From the printed program:
“Will Rawls invites us to consider the ways in which Black bodies are relentlessly documented, distorted and circulated in the media…The project’s title is driven by the use of “[sic]” a latin adverb which indicates correct spelling within a quotation. [sic] is often employed to contrast Black vernacular with standard English.”
Ah yes, we will be meditating on language (physical and sonic); we will be confronted with the expansion of the grammatical idea [sic] to the cool arty term [siccer], drawing connection to colonialist ideas of semantics as well as a much appreciated poetic allusion to the N-word (I appreciate this analysis of the word as well). Other racial and sexual slurs come to mind because of this update of the term [sic]. It is exciting to see the act of textual rebellion make its way into a highly conceptual performance. Like the word nigger, the words queer and tranny are originally slurs. Queer has become a fully embraced identity removed from slur status by those that have worked to reclaim the word. The slur tranny, like nigger, may be used by those of us it attempts to insult. Obviously it is completely inappropriate for non-Black or non-transgender people to use these words. These terms are a part of the hate and love I experience due to my own race, gender, and sexuality. This show had me thinking deeply about words created to do harm. Like the brackets that surround the term [sic], [siccer] creates a held space for me to consider the way words fail and succeed at capturing the complexities of identity.

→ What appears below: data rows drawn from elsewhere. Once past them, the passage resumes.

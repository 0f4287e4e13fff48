//! Guest RSVP records
//!
//! RSVPs are append-only: a guest submits exactly once and the planner
//! reads the roster without any edit or delete path.

use serde::{Deserialize, Serialize};
use tracing::debug;
use uuid::Uuid;

/// Largest party size a single RSVP can claim
pub const MAX_PARTY_SIZE: u32 = 5;

/// Attendance answer on the RSVP form
#[derive(Debug, Clone, Copy, PartialEq, Eq, Default, Serialize, Deserialize)]
#[serde(rename_all = "lowercase")]
pub enum Attendance {
    #[default]
    Yes,
    No,
    Maybe,
}

impl Attendance {
    /// Cycle to the next answer (form carousel order)
    pub fn next(self) -> Self {
        match self {
            Self::Yes => Self::No,
            Self::No => Self::Maybe,
            Self::Maybe => Self::Yes,
        }
    }

    /// Cycle to the previous answer
    pub fn prev(self) -> Self {
        match self {
            Self::Yes => Self::Maybe,
            Self::No => Self::Yes,
            Self::Maybe => Self::No,
        }
    }

    pub fn as_str(&self) -> &'static str {
        match self {
            Self::Yes => "yes",
            Self::No => "no",
            Self::Maybe => "maybe",
        }
    }
}

impl std::fmt::Display for Attendance {
    fn fmt(&self, f: &mut std::fmt::Formatter<'_>) -> std::fmt::Result {
        write!(f, "{}", self.as_str())
    }
}

/// One guest response
#[derive(Debug, Clone, PartialEq, Serialize, Deserialize)]
#[serde(rename_all = "camelCase")]
pub struct Rsvp {
    /// Unique identifier, generated at submission
    pub id: String,

    /// Guest name (required)
    pub name: String,

    /// Contact email (required)
    pub email: String,

    /// Attendance answer
    pub attending: Attendance,

    /// Party size; meaningful only when attending is Yes
    #[serde(default = "default_party_size")]
    pub guests_count: u32,

    /// Optional dietary notes
    #[serde(default, skip_serializing_if = "Option::is_none")]
    pub dietary_restrictions: Option<String>,

    /// Optional song request
    #[serde(default, skip_serializing_if = "Option::is_none")]
    pub song_request: Option<String>,
}

fn default_party_size() -> u32 {
    1
}

impl Rsvp {
    /// Create a response with a fresh ID
    ///
    /// The party size is clamped to `1..=MAX_PARTY_SIZE` when attending,
    /// and pinned to 1 otherwise (the count carries no meaning for a
    /// declined or undecided response).
    pub fn new(
        name: impl Into<String>,
        email: impl Into<String>,
        attending: Attendance,
        guests_count: u32,
    ) -> Self {
        let name = name.into();
        let email = email.into();
        debug!(%name, %attending, guests_count, "Rsvp::new: called");

        let guests_count = match attending {
            Attendance::Yes => guests_count.clamp(1, MAX_PARTY_SIZE),
            _ => 1,
        };

        Self {
            id: Uuid::new_v4().to_string(),
            name,
            email,
            attending,
            guests_count,
            dietary_restrictions: None,
            song_request: None,
        }
    }

    /// Party size when the guest is attending; None otherwise
    ///
    /// Roster displays show a count only for accepted responses.
    pub fn confirmed_party_size(&self) -> Option<u32> {
        match self.attending {
            Attendance::Yes => Some(self.guests_count),
            _ => None,
        }
    }

    /// Builder-style dietary notes; blanks become None
    pub fn with_dietary(mut self, notes: impl Into<String>) -> Self {
        let notes = notes.into();
        self.dietary_restrictions = if notes.trim().is_empty() { None } else { Some(notes) };
        self
    }

    /// Builder-style song request; blanks become None
    pub fn with_song(mut self, song: impl Into<String>) -> Self {
        let song = song.into();
        self.song_request = if song.trim().is_empty() { None } else { Some(song) };
        self
    }
}

#[cfg(test)]
mod tests {
    use super::*;

    #[test]
    fn test_party_size_clamped_when_attending() {
        let rsvp = Rsvp::new("A", "a@example.com", Attendance::Yes, 12);
        assert_eq!(rsvp.guests_count, MAX_PARTY_SIZE);

        let rsvp = Rsvp::new("A", "a@example.com", Attendance::Yes, 0);
        assert_eq!(rsvp.guests_count, 1);
    }

    #[test]
    fn test_party_size_pinned_when_not_attending() {
        let rsvp = Rsvp::new("B", "b@example.com", Attendance::No, 4);
        assert_eq!(rsvp.guests_count, 1);

        let rsvp = Rsvp::new("B", "b@example.com", Attendance::Maybe, 4);
        assert_eq!(rsvp.guests_count, 1);
    }

    #[test]
    fn test_confirmed_party_size_only_for_accepted() {
        let yes = Rsvp::new("A", "a@example.com", Attendance::Yes, 3);
        assert_eq!(yes.confirmed_party_size(), Some(3));

        let no = Rsvp::new("B", "b@example.com", Attendance::No, 3);
        assert_eq!(no.confirmed_party_size(), None);

        let maybe = Rsvp::new("C", "c@example.com", Attendance::Maybe, 3);
        assert_eq!(maybe.confirmed_party_size(), None);
    }

    #[test]
    fn test_attendance_serializes_lowercase() {
        let rsvp = Rsvp::new("C", "c@example.com", Attendance::Maybe, 1);
        let json = serde_json::to_string(&rsvp).unwrap();
        assert!(json.contains("\"attending\":\"maybe\""));
        assert!(json.contains("\"guestsCount\""));
    }

    #[test]
    fn test_serde_round_trip() {
        let rsvp = Rsvp::new("Jane Doe", "jane@example.com", Attendance::Yes, 2)
            .with_dietary("vegetarian")
            .with_song("September - EWF");

        let json = serde_json::to_string(&rsvp).unwrap();
        let back: Rsvp = serde_json::from_str(&json).unwrap();
        assert_eq!(back, rsvp);
    }

    #[test]
    fn test_blank_optionals_become_none() {
        let rsvp = Rsvp::new("D", "d@example.com", Attendance::Yes, 1)
            .with_dietary("  ")
            .with_song("");
        assert!(rsvp.dietary_restrictions.is_none());
        assert!(rsvp.song_request.is_none());
    }

    #[test]
    fn test_attendance_cycle_round_trips() {
        for a in [Attendance::Yes, Attendance::No, Attendance::Maybe] {
            assert_eq!(a.next().prev(), a);
        }
    }
}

Another way [siccer] holds these complexities is through cultural references. We come to understand that the world of [siccer] is referencing the somewhere-over-the-gay-rainbow movie classic, The Wizard of Oz, and its beloved Black reinterpretation The Wiz. The queer histories of both of these films create the cultural context in which this piece exists. But [siccer] doesn’t stop there. The Muppets Take Manhattan (Kermit is referenced more than once and frogs make appearances as props throughout), Friday, and The Color Purple are also movies referenced during this fever dream of performance. The atmosphere of queer gathering spaces is also at play. I notice a disco ball and a chandelier hovering above the set. At times I have the feeling I’m not just watching a conceptual dance piece, I’m also at a queer nightclub filming an episode of Pose. This feeling intensifies when dancer keyon gaskin enters the dance floor in a full split then serves a rapid fire series of sex siren like poses to the stop motion camera, a moment of QT fierceness that feels like a breath of fresh air and has the audience responding with queer claps, clicks, and snaps. In the universe of [siccer], the artists are very much aware of the rebellion they are causing for the camera and the audience that is consuming their every move.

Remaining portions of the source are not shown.